Even as embedded strategy becomes more prevalent, most companies are still in the early stages of developing and executing their plans. Early adopters of the embedded approach have found a few keys to success that others may choose to emulate.
Align with business goals: To avoid innovating for innovation’s sake, growth-oriented telecom providers understand how the embedded solutions they’ve chosen to pursue will advance the holistic objectives of the company.
A goal to modernize the customer experience, for example, is well-aligned with embedded use cases. In a 2023 survey of telecom providers, limited self-service billing capabilities was named as a top challenge. For these companies, solutions the integrate directly with billing platforms make a lot of sense, enabling customers to access their bills, make payments and resolve issues within their trusted telecom app and on their own timeline.
Commit to customer-centricity: A successful embedded strategy prioritizes the customer experience. Telecom providers that take the time to gather and analyze customer behavior data leverage those insights to design and, importantly, prioritize the experiences most likely to solve pain points or enhance engagement. If a significant volume of customer service calls is due to forgotten passwords, for instance, strategists may choose to accelerate the integration of device-based identification platforms over the other embedded initiatives they are considering.

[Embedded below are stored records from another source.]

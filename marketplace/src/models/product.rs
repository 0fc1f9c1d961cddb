// marketplace/src/models/product.rs

use chrono::{DateTime, Utc};
use serde::{Deserialize, Serialize};
use sqlx::{FromRow, Type as SqlxType};
use uuid::Uuid;

#[derive(Debug, Clone, Copy, PartialEq, Eq, Serialize, Deserialize, SqlxType)]
#[sqlx(type_name = "approval_status", rename_all = "lowercase")]
#[serde(rename_all = "lowercase")]
pub enum ApprovalStatus {
  Pending,
  Approved,
  Rejected,
}

#[derive(Debug, Clone, Serialize, FromRow)]
pub struct Product {
  pub id: Uuid,
  pub seller_id: Uuid,
  pub name: String,
  pub description: String,
  pub price_cents: i64,
  pub stock: i64,
  pub approval_status: ApprovalStatus,
  pub is_active: bool,
  // Discount window: exactly one of percent / fixed price, both bounds set.
  pub discount_percent: Option<i32>,
  pub discount_price_cents: Option<i64>,
  pub discount_start: Option<DateTime<Utc>>,
  pub discount_end: Option<DateTime<Utc>>,
  pub average_rating: f64,
  pub review_count: i64,
  pub created_at: DateTime<Utc>,
  pub updated_at: DateTime<Utc>,
}

impl Product {
  pub fn discount_is_valid(&self) -> bool {
    let value_ok = match (self.discount_percent, self.discount_price_cents) {
      (Some(percent), None) => (1..=100).contains(&percent),
      (None, Some(price)) => price >= 0 && price < self.price_cents,
      _ => false,
    };
    let window_ok = matches!((self.discount_start, self.discount_end), (Some(start), Some(end)) if start <= end);
    value_ok && window_ok
  }

  pub fn discount_active_at(&self, now: DateTime<Utc>) -> bool {
    if !self.discount_is_valid() {
      return false;
    }
    match (self.discount_start, self.discount_end) {
      (Some(start), Some(end)) => start <= now && now <= end,
      _ => false,
    }
  }

  /// Sale price at `now`. Percent discounts round down to the minor unit.
  pub fn effective_price_at(&self, now: DateTime<Utc>) -> i64 {
    if !self.discount_active_at(now) {
      return self.price_cents;
    }
    match (self.discount_percent, self.discount_price_cents) {
      // i128 product; the result never exceeds the list price.
      (Some(percent), _) => {
        let discounted = i128::from(self.price_cents) * i128::from(100 - percent) / 100;
        i64::try_from(discounted).unwrap_or(self.price_cents)
      }
      (None, Some(price)) => price,
      (None, None) => self.price_cents,
    }
  }

  pub fn is_purchasable(&self) -> bool {
    self.is_active && self.approval_status == ApprovalStatus::Approved
  }
}

#[cfg(test)]
mod tests {
  use super::*;
  use chrono::Duration;

  fn product(price_cents: i64) -> Product {
    let now = Utc::now();
    Product {
      id: Uuid::new_v4(),
      seller_id: Uuid::new_v4(),
      name: "Lamp".into(),
      description: String::new(),
      price_cents,
      stock: 10,
      approval_status: ApprovalStatus::Approved,
      is_active: true,
      discount_percent: None,
      discount_price_cents: None,
      discount_start: None,
      discount_end: None,
      average_rating: 0.0,
      review_count: 0,
      created_at: now,
      updated_at: now,
    }
  }

  #[test]
  fn list_price_without_discount() {
    let p = product(1_000);
    assert_eq!(p.effective_price_at(Utc::now()), 1_000);
  }

  #[test]
  fn percent_discount_applies_inside_window_only() {
    let now = Utc::now();
    let mut p = product(1_000);
    p.discount_percent = Some(25);
    p.discount_start = Some(now - Duration::hours(1));
    p.discount_end = Some(now + Duration::hours(1));
    assert_eq!(p.effective_price_at(now), 750);
    assert_eq!(p.effective_price_at(now + Duration::hours(2)), 1_000);
    assert_eq!(p.effective_price_at(now - Duration::hours(2)), 1_000);
  }

  #[test]
  fn fixed_discount_must_be_below_list_price() {
    let now = Utc::now();
    let mut p = product(1_000);
    p.discount_price_cents = Some(800);
    p.discount_start = Some(now - Duration::hours(1));
    p.discount_end = Some(now + Duration::hours(1));
    assert_eq!(p.effective_price_at(now), 800);

    p.discount_price_cents = Some(1_200);
    assert!(!p.discount_is_valid());
    assert_eq!(p.effective_price_at(now), 1_000);
  }

  #[test]
  fn percent_discount_on_largest_price_does_not_overflow() {
    let now = Utc::now();
    let mut p = product(i64::MAX);
    p.discount_percent = Some(10);
    p.discount_start = Some(now - Duration::hours(1));
    p.discount_end = Some(now + Duration::hours(1));
    let expected = (i128::from(i64::MAX) * 90 / 100) as i64;
    assert_eq!(p.effective_price_at(now), expected);
  }

  #[test]
  fn ambiguous_or_open_discount_is_ignored() {
    let now = Utc::now();
    let mut p = product(1_000);
    p.discount_percent = Some(10);
    p.discount_price_cents = Some(500);
    p.discount_start = Some(now - Duration::hours(1));
    p.discount_end = Some(now + Duration::hours(1));
    assert_eq!(p.effective_price_at(now), 1_000);

    p.discount_price_cents = None;
    p.discount_end = None;
    assert_eq!(p.effective_price_at(now), 1_000);
  }
}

Maintain focus on security: Like all tech-enabled capabilities, embedded strategy will continue to evolve rapidly alongside the IoT, AI, and data analytics solutions that underpin them. Telecoms that prioritize privacy and security have policies and procedures in place to ensure strong protections are in place, both at the outset and as new integrations come on board. This is not only to safeguard the company against the steep financial losses associated with cybersecurity incidents; it is also to mitigate reputational risk. Although consumers do their best to protect themselves against fraud and identity theft, they expect the companies they do business with to shoulder some of the burden, too. In fact, a 2023 survey of mobile phone customers found that consumers view their mobile phone carriers as the most responsible party for helping them protect against mobile device fraud. Regardless of age group, survey respondents consistently held carriers to higher account than Big Tech, ISPs, and device manufacturers, as depicted in in the chart below.
A telecom provider that weaves relevant, personalized lifestyle solutions into its services can help keep day-to-day decisions and tasks easy, intuitive, and accessible for customers. The approach can elevate the provider to a telecom of choice in an oversaturated telecom marketplace, positioning the company as a partner that helps customers meet the complex needs of modern life.